Neuromorphic computing, say the researchers, has powered the revolution in machine learning and artificial intelligence that has dominated the technology landscape in recent years. Instead of processing tasks one at a time, these smarter devices are meant to analyze huge amounts of data simultaneously.
Training the algorithms for neuromorphic computing, however, has led to a huge increase in energy usage to process the massive troves of data generated by today’s devices.
“Right now, the methods for training your neural networks are very energy-intensive,” says Jean Anne Incorvia, an assistant professor in the Cockrell School’s Department of Electrical and Computer Engineering. “What our work can do is help reduce the training effort and energy costs.”
Rather than look to traditional silicon-based computing solutions, the researchers instead focused on magnetic components. What they found, say the researchers, is new information about how the physics of magnetic components can cut energy costs and requirements of training algorithms for neural networks.
They discovered that spacing magnetic nanowires, acting as artificial neurons, in certain ways naturally increases the ability for the artificial neurons to compete against each other, with the most activated ones winning out. Achieving this effect – known as “lateral inhibition” – traditionally requires extra processing circuitry within computers, which increases costs and takes more energy and space.
According to the researchers, their method provides an energy reduction of 20 to 30 times the amount used by a standard back-propagation algorithm when performing the same learning tasks.

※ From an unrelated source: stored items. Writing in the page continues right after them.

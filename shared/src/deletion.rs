//! Asset deletion across every store that holds a copy of the asset
//!
//! S3 objects, search documents and external provider data are removed
//! concurrently. The asset record is deleted last and only when every other
//! stage succeeded, so a partial failure can be retried with the same request.

use async_trait::async_trait;
use std::collections::{BTreeMap, BTreeSet};
use std::sync::Arc;
use tracing::{info, warn};

use crate::errors::{Error, Result};
use crate::models::{validate_inventory_id, AssetRecord, DeletionReport, DeletionStatus, StageOutcome};
use crate::providers::ProviderRegistry;
use crate::search::SearchIndex;
use crate::storage::ObjectStore;

/// Asset records
#[async_trait]
pub trait AssetStore: Send + Sync {
    async fn get_asset(&self, inventory_id: &str) -> Result<Option<AssetRecord>>;

    async fn delete_asset(&self, inventory_id: &str) -> Result<()>;
}

pub struct AssetDeletionService {
    assets: Arc<dyn AssetStore>,
    objects: Arc<dyn ObjectStore>,
    search: Arc<dyn SearchIndex>,
    providers: ProviderRegistry,
}

/// Object keys of an asset grouped by bucket, without duplicates
fn keys_by_bucket(asset: &AssetRecord) -> BTreeMap<String, Vec<String>> {
    let mut grouped: BTreeMap<String, BTreeSet<String>> = BTreeMap::new();
    for location in asset.storage_locations() {
        if location.bucket.is_empty() || location.object_key.full_path.is_empty() {
            continue;
        }
        grouped
            .entry(location.bucket.clone())
            .or_default()
            .insert(location.object_key.full_path.clone());
    }
    grouped
        .into_iter()
        .map(|(bucket, keys)| (bucket, keys.into_iter().collect()))
        .collect()
}

impl AssetDeletionService {
    pub fn new(
        assets: Arc<dyn AssetStore>,
        objects: Arc<dyn ObjectStore>,
        search: Arc<dyn SearchIndex>,
        providers: ProviderRegistry,
    ) -> Self {
        Self {
            assets,
            objects,
            search,
            providers,
        }
    }

    /// Delete an asset everywhere
    ///
    /// Fails only for an invalid ID, an unknown asset or when the asset
    /// cannot be loaded; store failures are reported in the returned report.
    pub async fn delete_asset(&self, inventory_id: &str) -> Result<DeletionReport> {
        validate_inventory_id(inventory_id)?;

        let asset = self
            .assets
            .get_asset(inventory_id)
            .await?
            .ok_or_else(|| Error::AssetNotFound(inventory_id.to_string()))?;

        let (storage, search_index, providers) = tokio::join!(
            self.delete_objects(&asset),
            self.delete_documents(inventory_id),
            self.providers.delete_all(&asset),
        );

        let failed_stages: Vec<&str> = [("storage", &storage), ("search_index", &search_index)]
            .into_iter()
            .chain(providers.iter().map(|(name, outcome)| (name.as_str(), outcome)))
            .filter(|(_, outcome)| outcome.is_failure())
            .map(|(name, _)| name)
            .collect();

        let record = if failed_stages.is_empty() {
            match self.assets.delete_asset(inventory_id).await {
                Ok(()) => StageOutcome::Succeeded { deleted: 1 },
                Err(e) => StageOutcome::Failed { error: e.to_string() },
            }
        } else {
            warn!(
                inventory_id = %inventory_id,
                failed = ?failed_stages,
                "Keeping asset record after partial deletion"
            );
            StageOutcome::Skipped {
                reason: format!("kept for retry, failed: {}", failed_stages.join(", ")),
            }
        };

        let status = match record {
            StageOutcome::Succeeded { .. } => DeletionStatus::Deleted,
            _ => DeletionStatus::Partial,
        };
        info!(inventory_id = %inventory_id, status = ?status, "Asset deletion finished");

        Ok(DeletionReport {
            inventory_id: inventory_id.to_string(),
            status,
            storage,
            search_index,
            providers,
            record,
        })
    }

    async fn delete_objects(&self, asset: &AssetRecord) -> StageOutcome {
        let grouped = keys_by_bucket(asset);
        if grouped.is_empty() {
            return StageOutcome::Skipped {
                reason: "asset has no stored objects".to_string(),
            };
        }

        let mut deleted = 0u64;
        let mut errors = Vec::new();
        for (bucket, keys) in &grouped {
            match self.objects.delete_objects(bucket, keys).await {
                Ok(failures) => {
                    deleted += keys.len().saturating_sub(failures.len()) as u64;
                    errors.extend(failures.into_iter().map(|f| format!("s3://{}/{}: {}", bucket, f.key, f.error)));
                }
                Err(e) => errors.push(e.to_string()),
            }
        }

        if errors.is_empty() {
            StageOutcome::Succeeded { deleted }
        } else {
            StageOutcome::Failed {
                error: errors.join("; "),
            }
        }
    }

    async fn delete_documents(&self, inventory_id: &str) -> StageOutcome {
        match self.search.delete_by_inventory_id(inventory_id).await {
            Ok(deleted) => StageOutcome::Succeeded { deleted },
            Err(e) => StageOutcome::Failed { error: e.to_string() },
        }
    }
}

#[cfg(test)]
mod tests {
    use super::*;
    use crate::logging::init_test_logging;
    use crate::models::IndexAction;
    use crate::providers::tests::StubProvider;
    use crate::search::ItemOutcome;
    use crate::storage::ObjectDeleteError;
    use pretty_assertions::assert_eq;
    use serde_json::json;
    use std::collections::HashMap;
    use std::sync::Mutex;

    #[derive(Default)]
    struct MemoryAssets {
        records: Mutex<HashMap<String, AssetRecord>>,
    }

    impl MemoryAssets {
        fn with(asset: AssetRecord) -> Self {
            let store = Self::default();
            store.records.lock().unwrap().insert(asset.inventory_id.clone(), asset);
            store
        }

        fn contains(&self, inventory_id: &str) -> bool {
            self.records.lock().unwrap().contains_key(inventory_id)
        }
    }

    #[async_trait]
    impl AssetStore for MemoryAssets {
        async fn get_asset(&self, inventory_id: &str) -> Result<Option<AssetRecord>> {
            Ok(self.records.lock().unwrap().get(inventory_id).cloned())
        }

        async fn delete_asset(&self, inventory_id: &str) -> Result<()> {
            self.records.lock().unwrap().remove(inventory_id);
            Ok(())
        }
    }

    #[derive(Default)]
    struct RecordingObjects {
        deleted: Mutex<Vec<(String, Vec<String>)>>,
        refuse: Vec<String>,
    }

    #[async_trait]
    impl ObjectStore for RecordingObjects {
        async fn delete_objects(&self, bucket: &str, keys: &[String]) -> Result<Vec<ObjectDeleteError>> {
            self.deleted.lock().unwrap().push((bucket.to_string(), keys.to_vec()));
            Ok(keys
                .iter()
                .filter(|k| self.refuse.contains(*k))
                .map(|k| ObjectDeleteError {
                    key: k.clone(),
                    error: "AccessDenied: denied".into(),
                })
                .collect())
        }
    }

    struct Index {
        fail: bool,
    }

    #[async_trait]
    impl SearchIndex for Index {
        async fn bulk(&self, actions: &[IndexAction]) -> Result<Vec<ItemOutcome>> {
            Ok(vec![ItemOutcome::Succeeded; actions.len()])
        }

        async fn delete_by_inventory_id(&self, _inventory_id: &str) -> Result<u64> {
            if self.fail {
                return Err(Error::Search("cluster unavailable".into()));
            }
            Ok(3)
        }
    }

    fn asset() -> AssetRecord {
        serde_json::from_value(json!({
            "InventoryID": "asset:img:1",
            "DigitalSourceAsset": {
                "Type": "Image",
                "MainRepresentation": {"StorageInfo": {"PrimaryLocation": {
                    "Bucket": "ingest", "ObjectKey": {"FullPath": "photos/a.jpg"}
                }}}
            },
            "DerivedRepresentations": [
                {"Purpose": "thumbnail", "StorageInfo": {"PrimaryLocation": {
                    "Bucket": "derived", "ObjectKey": {"FullPath": "thumbs/a.jpg"}
                }}},
                {"Purpose": "proxy", "StorageInfo": {"PrimaryLocation": {
                    "Bucket": "derived", "ObjectKey": {"FullPath": "proxies/a.jpg"}
                }}}
            ]
        }))
        .unwrap()
    }

    fn service(
        assets: Arc<MemoryAssets>,
        objects: Arc<RecordingObjects>,
        search_fails: bool,
        providers: ProviderRegistry,
    ) -> AssetDeletionService {
        init_test_logging();
        AssetDeletionService::new(assets, objects, Arc::new(Index { fail: search_fails }), providers)
    }

    #[test]
    fn test_keys_grouped_by_bucket() {
        let grouped = keys_by_bucket(&asset());
        assert_eq!(grouped["ingest"], vec!["photos/a.jpg".to_string()]);
        assert_eq!(
            grouped["derived"],
            vec!["proxies/a.jpg".to_string(), "thumbs/a.jpg".to_string()]
        );
    }

    #[tokio::test]
    async fn test_full_deletion() {
        let assets = Arc::new(MemoryAssets::with(asset()));
        let objects = Arc::new(RecordingObjects::default());
        let registry = ProviderRegistry::new(vec![Arc::new(StubProvider::new("s3vectors", true, false))]);
        let svc = service(assets.clone(), objects.clone(), false, registry);

        let report = svc.delete_asset("asset:img:1").await.unwrap();

        assert_eq!(report.status, DeletionStatus::Deleted);
        assert_eq!(report.storage, StageOutcome::Succeeded { deleted: 3 });
        assert_eq!(report.search_index, StageOutcome::Succeeded { deleted: 3 });
        assert_eq!(report.providers["s3vectors"], StageOutcome::Succeeded { deleted: 2 });
        assert_eq!(report.record, StageOutcome::Succeeded { deleted: 1 });
        assert!(!assets.contains("asset:img:1"));
        assert_eq!(objects.deleted.lock().unwrap().len(), 2);
    }

    #[tokio::test]
    async fn test_search_failure_keeps_record() {
        let assets = Arc::new(MemoryAssets::with(asset()));
        let svc = service(assets.clone(), Arc::default(), true, ProviderRegistry::default());

        let report = svc.delete_asset("asset:img:1").await.unwrap();

        assert_eq!(report.status, DeletionStatus::Partial);
        assert!(report.search_index.is_failure());
        assert!(matches!(report.record, StageOutcome::Skipped { ref reason } if reason.contains("search_index")));
        assert!(assets.contains("asset:img:1"));
    }

    #[tokio::test]
    async fn test_object_failure_reported_per_key() {
        let assets = Arc::new(MemoryAssets::with(asset()));
        let objects = Arc::new(RecordingObjects {
            refuse: vec!["thumbs/a.jpg".to_string()],
            ..Default::default()
        });
        let svc = service(assets.clone(), objects, false, ProviderRegistry::default());

        let report = svc.delete_asset("asset:img:1").await.unwrap();

        assert_eq!(report.status, DeletionStatus::Partial);
        assert_eq!(
            report.storage,
            StageOutcome::Failed {
                error: "s3://derived/thumbs/a.jpg: AccessDenied: denied".into()
            }
        );
        assert!(assets.contains("asset:img:1"));
    }

    #[tokio::test]
    async fn test_provider_failure_keeps_record() {
        let assets = Arc::new(MemoryAssets::with(asset()));
        let registry = ProviderRegistry::new(vec![
            Arc::new(StubProvider::new("twelvelabs", true, true)),
            Arc::new(StubProvider::new("coactive", false, false)),
        ]);
        let svc = service(assets.clone(), Arc::default(), false, registry);

        let report = svc.delete_asset("asset:img:1").await.unwrap();

        assert_eq!(report.status, DeletionStatus::Partial);
        assert!(report.providers["twelvelabs"].is_failure());
        assert!(matches!(report.providers["coactive"], StageOutcome::Skipped { .. }));
        assert!(assets.contains("asset:img:1"));
    }

    #[tokio::test]
    async fn test_unknown_asset() {
        let svc = service(Arc::default(), Arc::default(), false, ProviderRegistry::default());
        let err = svc.delete_asset("asset:img:missing").await.unwrap_err();
        assert_eq!(err.status_code(), 404);
    }

    #[tokio::test]
    async fn test_invalid_id_rejected_before_lookup() {
        let svc = service(Arc::default(), Arc::default(), false, ProviderRegistry::default());
        let err = svc.delete_asset("a/b").await.unwrap_err();
        assert_eq!(err.status_code(), 400);
    }
}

“The same way human brains contain neurons, new-era computers have artificial versions of these integral nerve cells,” say the researchers. “Lateral inhibition occurs when the neurons firing the fastest are able to prevent slower neurons from firing. In computing, this cuts down on energy use in processing data.”
This research focused on interactions between two magnetic neurons and initial results on interactions of multiple neurons. The next step, say the researchers, involves applying the findings to larger sets of multiple neurons as well as experimental verification of their findings.